**MATERIAL TO PROCESS**
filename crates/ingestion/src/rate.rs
//! Rate controller
//!
//! An online loop polls at a nominal cadence. After each submission it sleeps whatever
//! is left of the interval; an over-long submission yields zero sleep, never a
//! skipped poll.

use std::time::Duration;

/// Nominal poll interval for a data rate (`1000 / hz` ms)
///
/// Returns zero for a rate that is not a positive finite number, and saturates at
/// [`Duration::MAX`] for rates too slow to represent.
pub fn nominal_interval(data_frequency_hz: f64) -> Duration {
    if data_frequency_hz.is_finite() && data_frequency_hz > 0.0 {
        Duration::try_from_secs_f64(1.0 / data_frequency_hz)
            .unwrap_or(Duration::MAX)
    } else {
        Duration::ZERO
    }
}

/// Remaining sleep: `max(0, nominal - elapsed)`
pub fn time_to_sleep(nominal: Duration, elapsed: Duration) -> Duration {
    nominal.saturating_sub(elapsed)
}

/// Per-stream cadence
#[derive(Debug, Clone, Copy, PartialEq, Eq)]
pub struct RateController {
    interval: Duration,
}

impl RateController {
    pub fn from_frequency(data_frequency_hz: f64) -> Self {
        Self {
            interval: nominal_interval(data_frequency_hz),
        }
    }

    pub fn interval(&self) -> Duration {
        self.interval
    }

    /// Sleep owed after a submission that took `elapsed`
    pub fn remaining(&self, elapsed: Duration) -> Duration {
        time_to_sleep(self.interval, elapsed)
    }
}

#[cfg(test)]
mod tests {
    use super::*;
    use rand::Rng;

    #[test]
    fn test_nominal_interval() {
        assert_eq!(nominal_interval(10.0), Duration::from_millis(100));
        assert_eq!(nominal_interval(1000.0), Duration::from_millis(1));
        assert_eq!(nominal_interval(0.0), Duration::ZERO);
        assert_eq!(nominal_interval(-5.0), Duration::ZERO);
        assert_eq!(nominal_interval(f64::NAN), Duration::ZERO);
    }

    #[test]
    fn test_nominal_interval_saturates_for_tiny_rates() {
        assert_eq!(nominal_interval(1e-20), Duration::MAX);
        assert_eq!(nominal_interval(1e-310), Duration::MAX);
        assert_eq!(nominal_interval(0.001), Duration::from_secs(1000));

        let rate = RateController::from_frequency(1e-20);
        assert_eq!(
            rate.remaining(Duration::from_secs(5)),
            Duration::MAX - Duration::from_secs(5)
        );
    }

    #[test]
    fn test_time_to_sleep_is_remainder() {
        let nominal = Duration::from_millis(100);
        assert_eq!(
            time_to_sleep(nominal, Duration::from_millis(30)),
            Duration::from_millis(70)
        );
        assert_eq!(time_to_sleep(nominal, Duration::ZERO), nominal);
    }

    #[test]
    fn test_time_to_sleep_zero_when_over_budget() {
        let nominal = Duration::from_millis(100);
        assert_eq!(time_to_sleep(nominal, nominal), Duration::ZERO);
        assert_eq!(
            time_to_sleep(nominal, Duration::from_secs(3)),
            Duration::ZERO
        );
    }

    #[test]
    fn test_time_to_sleep_never_exceeds_nominal() {
        let mut rng = rand::rng();
        for _ in 0..1000 {
            let nominal = Duration::from_micros(rng.random_range(0..200_000));
            let elapsed = Duration::from_micros(rng.random_range(0..400_000));
            let sleep = time_to_sleep(nominal, elapsed);
            assert!(sleep <= nominal);
            if elapsed >= nominal {
                assert_eq!(sleep, Duration::ZERO);
            } else {
                assert_eq!(sleep + elapsed, nominal);
            }
        }
    }

    #[test]
    fn test_rate_controller() {
        let rate = RateController::from_frequency(20.0);
        assert_eq!(rate.interval(), Duration::from_millis(50));
        assert_eq!(
            rate.remaining(Duration::from_millis(20)),
            Duration::from_millis(30)
        );
    }
}
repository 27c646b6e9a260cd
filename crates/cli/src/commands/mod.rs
//! Command implementations.

mod info;
mod run;
mod validate;

pub use info::run_info;
pub use run::run_session;
pub use validate::run_validate;
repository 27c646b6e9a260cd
//! MapBuilder trait - the synchronous, opaque engine boundary
//!
//! Any memory-layout or FFI marshalling for a native engine stays behind this trait;
//! the ingestion crates only ever see [`contracts::MappingEngine`].

use bytes::Bytes;
use contracts::{
    EngineError, GeoPoint, Orientation, ReadingTime, TimedImuReading, TimedLidarReading,
    TimedOdometerReading,
};
use serde::Serialize;

/// Synchronous mapping engine
///
/// Calls are serialized by [`crate::LockedMappingFacade`]; implementations never see
/// two calls at once.
pub trait MapBuilder: Send + 'static {
    fn add_lidar(
        &mut self,
        sensor_name: &str,
        reading: &TimedLidarReading,
    ) -> Result<(), EngineError>;

    fn add_imu(&mut self, sensor_name: &str, reading: &TimedImuReading) -> Result<(), EngineError>;

    fn add_odometer(
        &mut self,
        sensor_name: &str,
        reading: &TimedOdometerReading,
    ) -> Result<(), EngineError>;

    fn run_final_optimization(&mut self) -> Result<(), EngineError>;

    /// Current map state
    fn snapshot(&self) -> MapSnapshot;

    /// Point cloud assembled from accepted scans
    fn point_cloud_map(&self) -> Bytes;
}

/// Engine state visible to the outward query surface
#[derive(Debug, Clone, Default, PartialEq, Serialize)]
pub struct MapSnapshot {
    pub map_name: String,

    /// Accepted lidar scans
    pub scans: u64,

    /// Accepted IMU samples
    pub imu_samples: u64,

    /// Accepted odometer samples
    pub odometer_samples: u64,

    /// Total bytes of accepted scan payloads
    pub point_cloud_bytes: u64,

    /// Latest odometer position
    pub latest_position: Option<GeoPoint>,

    /// Latest odometer orientation
    pub latest_orientation: Option<Orientation>,

    /// Newest reading time accepted on any stream
    pub last_reading_time: Option<ReadingTime>,

    /// Final optimization has run
    pub optimized: bool,
}

impl MapSnapshot {
    /// Total accepted submissions
    pub fn total_submissions(&self) -> u64 {
        self.scans + self.imu_samples + self.odometer_samples
    }
}
//! Session orchestrator - builds the sources, the engine facade and the ingestion
//! supervisor from a blueprint and drives one run to its end.

use std::future::Future;
use std::path::{Path, PathBuf};
use std::sync::Arc;
use std::time::Duration;

use anyhow::{Context, Result};
use contracts::IngestionBlueprint;
use ingestion::{IngestionConfig, IngestionSupervisor};
use mapping_facade::{EngineLibrary, InMemoryMapBuilder, LockedMappingFacade};
use sensor_sources::{SensorSources, SourceFactory};
use tokio_util::sync::CancellationToken;
use tracing::{info, warn};

use super::SessionStats;
use crate::error::CliError;

type Facade = LockedMappingFacade<InMemoryMapBuilder>;

/// Session configuration
#[derive(Debug, Clone)]
pub struct PipelineConfig {
    /// The validated ingestion blueprint
    pub blueprint: IngestionBlueprint,

    /// Session timeout (None = run until the data ends or a signal arrives)
    pub timeout: Option<Duration>,

    /// Where to write the engine's internal state after the run
    pub export_state: Option<PathBuf>,
}

/// Everything a running session owns
struct Session {
    library: Arc<EngineLibrary>,
    facade: Arc<Facade>,
    supervisor: IngestionSupervisor,
}

/// Build the sources and the engine, then start ingesting
fn assemble(
    blueprint: &IngestionBlueprint,
    token: CancellationToken,
) -> crate::error::Result<Session> {
    let SensorSources { lidar, movement } = SourceFactory::build(blueprint)?;

    let library = Arc::new(EngineLibrary::init(blueprint.engine.clone())?);
    let facade = Arc::new(LockedMappingFacade::new(
        Arc::clone(&library),
        InMemoryMapBuilder::new(blueprint.engine.map_name.clone()),
    ));

    let config = IngestionConfig::from_blueprint(blueprint, Arc::clone(&facade), lidar, movement)?;
    let supervisor = IngestionSupervisor::start(config, token)?;

    Ok(Session {
        library,
        facade,
        supervisor,
    })
}

/// Main session orchestrator
pub struct Pipeline {
    config: PipelineConfig,
}

impl Pipeline {
    /// Create a new pipeline with the given configuration
    pub fn new(config: PipelineConfig) -> Self {
        Self { config }
    }

    /// Check that the sources and the engine can be built, without ingesting
    pub fn dry_run(&self) -> Result<()> {
        let blueprint = &self.config.blueprint;
        SourceFactory::build(blueprint).map_err(CliError::from)?;
        let library =
            EngineLibrary::init(blueprint.engine.clone()).map_err(CliError::from)?;
        library.terminate();
        Ok(())
    }

    /// Run one session to completion
    ///
    /// The session ends when every task is done, when `shutdown` resolves or when the
    /// configured timeout elapses; the last two cancel the shared token.
    pub async fn run<F>(self, shutdown: F) -> Result<SessionStats>
    where
        F: Future<Output = ()>,
    {
        let token = CancellationToken::new();
        let Session {
            library,
            facade,
            supervisor,
        } = assemble(&self.config.blueprint, token.clone()).context("Failed to start session")?;

        let deadline = async {
            match self.config.timeout {
                Some(timeout) => tokio::time::sleep(timeout).await,
                None => std::future::pending().await,
            }
        };

        let wait = supervisor.wait();
        tokio::pin!(wait);
        tokio::pin!(shutdown);
        tokio::pin!(deadline);

        let report = tokio::select! {
            report = &mut wait => report,
            _ = &mut shutdown => {
                warn!("Received shutdown signal, stopping ingestion...");
                token.cancel();
                (&mut wait).await
            }
            _ = &mut deadline => {
                info!(
                    timeout = ?self.config.timeout,
                    "Session timeout reached, stopping ingestion..."
                );
                token.cancel();
                (&mut wait).await
            }
        };

        let result = match report {
            Ok(report) => {
                let snapshot = facade.snapshot().await;
                if let Some(path) = &self.config.export_state {
                    export_state(&facade, path).await?;
                }
                Ok(SessionStats { report, snapshot })
            }
            Err(e) => {
                Err(anyhow::Error::new(CliError::from(e)).context("Ingestion failed"))
            }
        };

        library.terminate();
        result
    }
}

async fn export_state(facade: &Facade, path: &Path) -> Result<()> {
    let state = facade
        .internal_state()
        .await
        .context("Failed to serialize engine state")?;
    tokio::fs::write(path, &state)
        .await
        .with_context(|| format!("Failed to write engine state to {}", path.display()))?;
    info!(path = %path.display(), bytes = state.len(), "Engine state exported");
    Ok(())
}
//! Sensor source traits - pull-based reading producers
//!
//! A source hands out one reading per call. Two personalities implement these traits:
//!
//! - **live**: cadence-bound, never exhausts; every error is a genuine fault
//! - **replay**: delivers recorded readings in time order, then returns
//!   [`SourceError::EndOfDataset`] forever
//!
//! Readings from one source are produced in non-decreasing [`crate::ReadingTime`]
//! order; consumers never re-order them.

use crate::{MovementCapabilities, SourceError, TimedLidarReading, TimedMovementSensorReading};

/// Lidar scan producer
#[trait_variant::make(LidarSource: Send)]
pub trait LocalLidarSource {
    /// Sensor name, forwarded to the mapping engine with every submission
    fn name(&self) -> &str;

    /// Poll the next scan
    ///
    /// # Errors
    /// [`SourceError::EndOfDataset`] once a replay source is exhausted, any other
    /// variant for faults.
    async fn next_reading(&mut self) -> Result<TimedLidarReading, SourceError>;
}

/// Movement sensor (IMU and/or odometer) producer
#[trait_variant::make(MovementSensorSource: Send)]
pub trait LocalMovementSensorSource {
    /// Sensor name, forwarded to the mapping engine with every submission
    fn name(&self) -> &str;

    /// Advertised capability set
    fn capabilities(&self) -> MovementCapabilities;

    /// Poll the next movement bundle
    ///
    /// # Errors
    /// Same contract as [`LidarSource::next_reading`].
    async fn next_reading(&mut self) -> Result<TimedMovementSensorReading, SourceError>;
}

**WHAT THE EXERCISE ASKS**
Look above for the line containing "pub fn time_to_sleep(nominal: Duration, elapsed: Duration)" and the line containing "Sleep owed after". Transcribe both, with the lines between them, exactly.

**THE COMPLETED TASK**
pub fn time_to_sleep(nominal: Duration, elapsed: Duration) -> Duration {
    nominal.saturating_sub(elapsed)
}

/// Per-stream cadence
#[derive(Debug, Clone, Copy, PartialEq, Eq)]
pub struct RateController {
    interval: Duration,
}

impl RateController {
    pub fn from_frequency(data_frequency_hz: f64) -> Self {
        Self {
            interval: nominal_interval(data_frequency_hz),
        }
    }

    pub fn interval(&self) -> Duration {
        self.interval
    }

    /// Sleep owed after a submission that took `elapsed`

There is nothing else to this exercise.